## How to complete this task
Count the lines in the material below that contain the word "their" and give the number alone.

## Provided entries
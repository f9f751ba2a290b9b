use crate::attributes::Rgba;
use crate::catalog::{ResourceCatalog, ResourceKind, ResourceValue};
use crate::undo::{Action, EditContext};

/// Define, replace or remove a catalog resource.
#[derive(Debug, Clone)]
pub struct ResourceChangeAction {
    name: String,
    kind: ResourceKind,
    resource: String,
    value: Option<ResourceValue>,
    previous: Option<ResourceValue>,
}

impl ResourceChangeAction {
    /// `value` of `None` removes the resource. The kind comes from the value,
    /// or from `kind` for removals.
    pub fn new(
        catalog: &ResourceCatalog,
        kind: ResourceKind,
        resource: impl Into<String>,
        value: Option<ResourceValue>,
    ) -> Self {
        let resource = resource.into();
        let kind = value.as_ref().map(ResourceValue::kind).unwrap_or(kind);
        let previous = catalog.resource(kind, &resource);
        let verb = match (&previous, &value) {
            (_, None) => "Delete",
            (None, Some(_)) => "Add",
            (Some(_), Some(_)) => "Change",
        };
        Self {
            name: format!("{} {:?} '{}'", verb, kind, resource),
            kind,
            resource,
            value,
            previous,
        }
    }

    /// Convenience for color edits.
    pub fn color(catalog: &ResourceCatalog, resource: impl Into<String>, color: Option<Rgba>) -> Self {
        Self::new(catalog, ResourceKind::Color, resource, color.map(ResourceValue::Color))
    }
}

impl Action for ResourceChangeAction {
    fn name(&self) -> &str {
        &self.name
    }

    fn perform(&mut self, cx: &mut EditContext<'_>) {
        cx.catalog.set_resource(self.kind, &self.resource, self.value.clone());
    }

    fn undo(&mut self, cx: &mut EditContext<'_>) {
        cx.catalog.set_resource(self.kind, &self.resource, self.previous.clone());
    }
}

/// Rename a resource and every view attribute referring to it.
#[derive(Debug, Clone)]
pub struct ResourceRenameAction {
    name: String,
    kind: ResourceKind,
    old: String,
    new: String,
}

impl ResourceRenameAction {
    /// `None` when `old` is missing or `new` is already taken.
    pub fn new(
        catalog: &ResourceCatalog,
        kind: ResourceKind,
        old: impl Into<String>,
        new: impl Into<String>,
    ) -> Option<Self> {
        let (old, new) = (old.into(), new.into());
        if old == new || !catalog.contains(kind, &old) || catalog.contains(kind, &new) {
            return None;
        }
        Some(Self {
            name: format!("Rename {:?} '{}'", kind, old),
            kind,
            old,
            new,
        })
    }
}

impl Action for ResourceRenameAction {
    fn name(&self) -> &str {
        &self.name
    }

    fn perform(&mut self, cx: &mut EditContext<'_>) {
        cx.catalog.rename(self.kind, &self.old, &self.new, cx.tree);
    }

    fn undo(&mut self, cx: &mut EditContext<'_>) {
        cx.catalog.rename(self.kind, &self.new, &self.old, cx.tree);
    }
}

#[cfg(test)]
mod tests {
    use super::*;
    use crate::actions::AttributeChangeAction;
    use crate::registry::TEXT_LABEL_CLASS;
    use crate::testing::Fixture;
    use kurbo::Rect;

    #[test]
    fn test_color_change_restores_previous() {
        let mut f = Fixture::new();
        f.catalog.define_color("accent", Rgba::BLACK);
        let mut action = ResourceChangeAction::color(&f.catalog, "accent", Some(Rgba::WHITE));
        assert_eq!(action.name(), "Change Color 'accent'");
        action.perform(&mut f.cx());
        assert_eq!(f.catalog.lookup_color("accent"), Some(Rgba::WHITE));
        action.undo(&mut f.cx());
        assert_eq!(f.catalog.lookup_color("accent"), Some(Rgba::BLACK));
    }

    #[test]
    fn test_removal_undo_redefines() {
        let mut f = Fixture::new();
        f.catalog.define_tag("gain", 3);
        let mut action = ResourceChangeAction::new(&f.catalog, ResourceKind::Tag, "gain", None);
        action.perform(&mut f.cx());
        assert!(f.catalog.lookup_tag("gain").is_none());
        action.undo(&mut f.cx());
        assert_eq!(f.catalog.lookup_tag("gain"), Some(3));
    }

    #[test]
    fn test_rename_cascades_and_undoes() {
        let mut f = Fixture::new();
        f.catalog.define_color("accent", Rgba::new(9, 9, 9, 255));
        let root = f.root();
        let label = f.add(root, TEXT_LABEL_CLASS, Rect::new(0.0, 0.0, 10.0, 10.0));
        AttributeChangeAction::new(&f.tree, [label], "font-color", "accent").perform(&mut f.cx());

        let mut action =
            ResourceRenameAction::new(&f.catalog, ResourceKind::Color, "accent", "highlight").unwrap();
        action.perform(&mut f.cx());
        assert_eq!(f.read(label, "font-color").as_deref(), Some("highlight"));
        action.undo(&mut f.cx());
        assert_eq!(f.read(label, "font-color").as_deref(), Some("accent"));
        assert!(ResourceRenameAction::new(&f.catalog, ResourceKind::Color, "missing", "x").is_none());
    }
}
==
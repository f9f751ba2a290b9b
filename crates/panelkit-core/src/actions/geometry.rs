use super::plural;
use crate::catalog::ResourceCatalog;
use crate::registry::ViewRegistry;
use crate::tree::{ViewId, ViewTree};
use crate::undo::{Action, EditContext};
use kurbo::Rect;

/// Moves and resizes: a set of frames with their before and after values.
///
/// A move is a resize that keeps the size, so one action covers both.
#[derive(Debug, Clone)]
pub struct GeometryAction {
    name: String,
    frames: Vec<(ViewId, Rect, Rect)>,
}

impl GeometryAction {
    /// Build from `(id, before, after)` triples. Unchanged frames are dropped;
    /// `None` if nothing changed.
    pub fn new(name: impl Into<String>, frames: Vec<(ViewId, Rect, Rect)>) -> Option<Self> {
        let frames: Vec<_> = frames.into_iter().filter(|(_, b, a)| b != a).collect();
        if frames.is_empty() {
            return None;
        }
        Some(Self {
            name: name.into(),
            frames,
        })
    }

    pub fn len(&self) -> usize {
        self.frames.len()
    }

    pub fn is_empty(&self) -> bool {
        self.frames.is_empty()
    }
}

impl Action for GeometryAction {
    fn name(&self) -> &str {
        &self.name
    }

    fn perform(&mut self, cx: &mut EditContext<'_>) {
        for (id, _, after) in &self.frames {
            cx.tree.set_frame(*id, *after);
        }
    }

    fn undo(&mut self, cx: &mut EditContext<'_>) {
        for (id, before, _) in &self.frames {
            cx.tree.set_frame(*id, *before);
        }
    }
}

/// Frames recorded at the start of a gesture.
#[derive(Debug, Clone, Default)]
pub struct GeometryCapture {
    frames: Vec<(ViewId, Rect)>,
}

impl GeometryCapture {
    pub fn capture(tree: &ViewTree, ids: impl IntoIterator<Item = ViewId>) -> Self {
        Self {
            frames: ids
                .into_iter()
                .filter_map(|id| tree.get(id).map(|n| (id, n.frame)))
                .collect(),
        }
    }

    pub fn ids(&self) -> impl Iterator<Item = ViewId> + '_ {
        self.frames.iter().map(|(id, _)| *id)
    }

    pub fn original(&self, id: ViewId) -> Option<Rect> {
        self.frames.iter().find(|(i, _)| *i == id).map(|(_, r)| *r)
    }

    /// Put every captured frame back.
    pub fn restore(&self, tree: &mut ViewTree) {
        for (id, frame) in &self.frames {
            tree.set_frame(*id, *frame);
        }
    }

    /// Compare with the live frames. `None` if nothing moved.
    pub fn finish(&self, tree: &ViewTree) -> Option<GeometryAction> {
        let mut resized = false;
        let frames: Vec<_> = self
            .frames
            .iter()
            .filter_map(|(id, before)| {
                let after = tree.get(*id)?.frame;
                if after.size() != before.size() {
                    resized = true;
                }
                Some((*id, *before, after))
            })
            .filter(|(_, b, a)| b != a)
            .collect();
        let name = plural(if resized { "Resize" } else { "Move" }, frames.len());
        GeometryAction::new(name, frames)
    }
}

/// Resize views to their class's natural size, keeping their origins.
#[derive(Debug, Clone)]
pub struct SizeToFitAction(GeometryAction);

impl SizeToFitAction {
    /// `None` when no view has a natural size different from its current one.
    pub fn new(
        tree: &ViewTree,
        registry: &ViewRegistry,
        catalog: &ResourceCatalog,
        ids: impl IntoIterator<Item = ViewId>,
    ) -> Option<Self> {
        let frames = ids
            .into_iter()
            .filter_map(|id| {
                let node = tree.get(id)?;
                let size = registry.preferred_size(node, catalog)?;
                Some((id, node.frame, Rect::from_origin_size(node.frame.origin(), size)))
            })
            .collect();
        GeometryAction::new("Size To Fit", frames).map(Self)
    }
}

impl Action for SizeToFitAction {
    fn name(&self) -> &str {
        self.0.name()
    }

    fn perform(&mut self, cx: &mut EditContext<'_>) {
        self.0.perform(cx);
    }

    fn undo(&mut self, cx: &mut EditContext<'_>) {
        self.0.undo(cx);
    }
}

## Result
2